### Exercise
Count the lines below holding "predicted" and answer with that number only.

### Data entries
=== Begin Enclosure ===

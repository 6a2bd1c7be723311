// SPDX-License-Identifier: Apache-2.0
// Copyright (c) 2025 Polyframe Inc.

//! Pointbench
//!
//! Robustness evaluation for single-image 3D reconstruction. Source images are
//! degraded with controlled blur, sensor noise and exposure changes, handed to
//! a reconstruction backend, and the resulting point clouds are scored against
//! ground truth with Chamfer distance and threshold precision/recall/F-score.

pub mod error;
pub mod evaluation;
pub mod gateway;
pub mod geometry;
pub mod io;
pub mod metrics;

pub use error::{EvalError, Result};
pub use evaluation::{DistortionConfig, ResultTree, Sweep, SweepConfig};
pub use geometry::{NormalizedPointSet, PointSet};
pub use metrics::{DeviceUsed, EvaluationMetrics, MetricEngine};

/// Score a predicted point set against ground truth at one tolerance
pub fn evaluate(predicted: &PointSet, ground_truth: &PointSet, tau: f64) -> Result<EvaluationMetrics> {
    MetricEngine::default().evaluate(predicted, ground_truth, tau)
}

=== End Enclosure ===

### Response to this task
3